Seseorang yang tidak pernah mengenal apa itu istilah Ahlus-Sunnah dan
apa itu istilah Sunniy (karena dia tidak paham bahasa ‘Arab, misalnya),
akan tetapi dia selalu berusaha mengikuti Sunnah Nabi shallallaahu ‘alaihi wa sallam,
maka pada hakikatnya dia itu berada di atas kebenaran. Secara realita,
dia adalah seorang Ahlus-Sunnah atau Sunniy. Siapakah yang tidak pernah
memanggil diri mereka sebagai Ahlus-Sunnah atau Sunniy, namun mereka
berada di atas kebenaran? Para sahabat radhiyallaahu ‘anhum.

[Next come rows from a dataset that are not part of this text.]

//! Registry location
//!
//! Finds the single top-level `static`/`const` that lists the workflows.
//! Items marked `#[workflow_registry]` win; without a marker the registry is
//! inferred from its shape, and more than one match is an error rather than
//! a guess.

use crate::error::{GenerateError, Result};
use crate::source::SourceFile;
use syn::visit::Visit;
use syn::{
    Attribute, Expr, ExprArray, Ident, Item, ItemConst, ItemFn, ItemImpl, ItemMod, ItemStatic,
    ItemTrait, PathArguments, Type,
};

/// The located registry item
#[derive(Debug)]
pub struct Registry<'ast> {
    pub ident: String,
    /// Element type as written, e.g. `Workflow` or `typedflow::Workflow`
    pub element_type: String,
    pub marked: bool,
    pub line: usize,
    pub array: &'ast ExprArray,
}

/// Visitor over top-level items collecting registry candidates
#[derive(Default)]
struct RegistryVisitor<'ast> {
    candidates: Vec<Registry<'ast>>,
    malformed: Vec<String>,
}

impl<'ast> RegistryVisitor<'ast> {
    fn has_registry_attr(attrs: &[Attribute]) -> bool {
        attrs.iter().any(|attr| {
            attr.path()
                .segments
                .last()
                .map(|segment| segment.ident == "workflow_registry")
                .unwrap_or(false)
        })
    }

    fn consider(&mut self, attrs: &[Attribute], ident: &Ident, ty: &Type, expr: &'ast Expr) {
        let marked = Self::has_registry_attr(attrs);
        let line = ident.span().start().line;

        let element_type = match element_type(ty) {
            Some(element_type) => element_type,
            None => {
                if marked {
                    self.malformed.push(format!(
                        "`{}` (line {}) is marked #[workflow_registry] but its type `{}` is not `&[T]` or `[T; N]` of a named type",
                        ident,
                        line,
                        type_to_string(ty)
                    ));
                }
                return;
            }
        };

        let array = match array_literal(expr) {
            Some(array) => array,
            None => {
                if marked {
                    self.malformed.push(format!(
                        "`{}` (line {}) is marked #[workflow_registry] but is not initialized with an array literal",
                        ident, line
                    ));
                }
                return;
            }
        };

        tracing::debug!(ident = %ident, line, marked, element_type = %element_type, "registry candidate");

        self.candidates.push(Registry {
            ident: ident.to_string(),
            element_type,
            marked,
            line,
            array,
        });
    }
}

impl<'ast> Visit<'ast> for RegistryVisitor<'ast> {
    fn visit_item_static(&mut self, node: &'ast ItemStatic) {
        self.consider(&node.attrs, &node.ident, &node.ty, &node.expr);
    }

    fn visit_item_const(&mut self, node: &'ast ItemConst) {
        self.consider(&node.attrs, &node.ident, &node.ty, &node.expr);
    }

    // Only top-level items are candidates.
    fn visit_item_fn(&mut self, _node: &'ast ItemFn) {}

    fn visit_item_impl(&mut self, _node: &'ast ItemImpl) {}

    fn visit_item_mod(&mut self, _node: &'ast ItemMod) {}

    fn visit_item_trait(&mut self, _node: &'ast ItemTrait) {}
}

/// Locate the workflow registry of a parsed file
pub fn locate_registry(source: &SourceFile) -> Result<Registry<'_>> {
    let mut visitor = RegistryVisitor::default();
    visitor.visit_file(&source.syntax);

    if let Some(reason) = visitor.malformed.into_iter().next() {
        return Err(GenerateError::RegistryNotFound {
            path: source.path.clone(),
            reason,
        });
    }

    let any_marked = visitor.candidates.iter().any(|c| c.marked);
    let mut pool: Vec<Registry<'_>> = visitor
        .candidates
        .into_iter()
        .filter(|c| if any_marked { c.marked } else { looks_like_records(c) })
        .collect();

    match pool.len() {
        0 => Err(GenerateError::RegistryNotFound {
            path: source.path.clone(),
            reason: "no top-level static or const is initialized with an array of records"
                .to_string(),
        }),
        1 => {
            let registry = pool.remove(0);
            tracing::debug!(ident = %registry.ident, line = registry.line, "using registry");
            Ok(registry)
        }
        _ => Err(GenerateError::AmbiguousRegistry {
            path: source.path.clone(),
            candidates: pool
                .iter()
                .map(|c| format!("`{}` (line {})", c.ident, c.line))
                .collect(),
        }),
    }
}

/// Whether any top-level `static`/`const` carries the registry marker
pub fn has_marked_registry(source: &SourceFile) -> bool {
    source.syntax.items.iter().any(|item| match item {
        Item::Static(item) => RegistryVisitor::has_registry_attr(&item.attrs),
        Item::Const(item) => RegistryVisitor::has_registry_attr(&item.attrs),
        _ => false,
    })
}

/// Element type of `&[T]`, `&'a [T]`, `&[T; N]` or `[T; N]` when `T` is a named type
fn element_type(ty: &Type) -> Option<String> {
    let elem = match ty {
        Type::Reference(reference) => match &*reference.elem {
            Type::Slice(slice) => &*slice.elem,
            Type::Array(array) => &*array.elem,
            _ => return None,
        },
        Type::Array(array) => &*array.elem,
        _ => return None,
    };

    match elem {
        Type::Path(path)
            if path.qself.is_none()
                && path
                    .path
                    .segments
                    .iter()
                    .all(|s| matches!(s.arguments, PathArguments::None)) =>
        {
            Some(
                path.path
                    .segments
                    .iter()
                    .map(|s| s.ident.to_string())
                    .collect::<Vec<_>>()
                    .join("::"),
            )
        }
        _ => None,
    }
}

fn array_literal(expr: &Expr) -> Option<&ExprArray> {
    match expr {
        Expr::Array(array) => Some(array),
        Expr::Reference(reference) => match &*reference.expr {
            Expr::Array(array) => Some(array),
            _ => None,
        },
        _ => None,
    }
}

/// Unmarked candidates must hold at least one struct literal, so lookup
/// tables such as `[u32; 3]` are not mistaken for registries. An empty
/// array only qualifies when its element type is `Workflow`.
fn looks_like_records(candidate: &Registry<'_>) -> bool {
    if candidate.array.elems.is_empty() {
        return candidate
            .element_type
            .rsplit("::")
            .next()
            .map(|last| last == "Workflow")
            .unwrap_or(false);
    }
    candidate
        .array
        .elems
        .iter()
        .any(|e| matches!(e, Expr::Struct(_)))
}

fn type_to_string(ty: &Type) -> String {
    quote::quote!(#ty).to_string()
}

Penisbatan seseorang kepada sesuatu
dengan menggunakan kata “Ahl” atau menambahkan huruf ي sebagai tanda
penisbatan itu adalah sesuatu yang sudah menjadi kaidah baku
dalam bahasa ‘Arab, sebagaimana kita biasa menyebut orang yang menguasai
sekali ilmu kimia sebagai ahli kimia. Seseorang bisa jadi mengaku bahwa
dirinya adalah ahli kimia, namun jika dia ternyata tidak menguasai ilmu
tersebut, maka pengakuannya hanyalah klaim belaka. Seseorang yang tidak
pernah mengenal apa itu istilah ahli kimia (karena dia orang bule,
misalnya), akan tetapi dia menguasai sekali ilmu kimia, maka kita tetap
akan memanggilnya sebagai ahli kimia. Mengapa? Karena memang begitulah
kebiasaan kita dalam berbahasa.
Maka, demikian pula untuk istilah
Ahlus-Sunnah dan Sunniy. Seseorang yang tinggal di luar negeri nun jauh
di sana, jauh sekali dari Indonesia dan tidak pernah mengenal ulamaa’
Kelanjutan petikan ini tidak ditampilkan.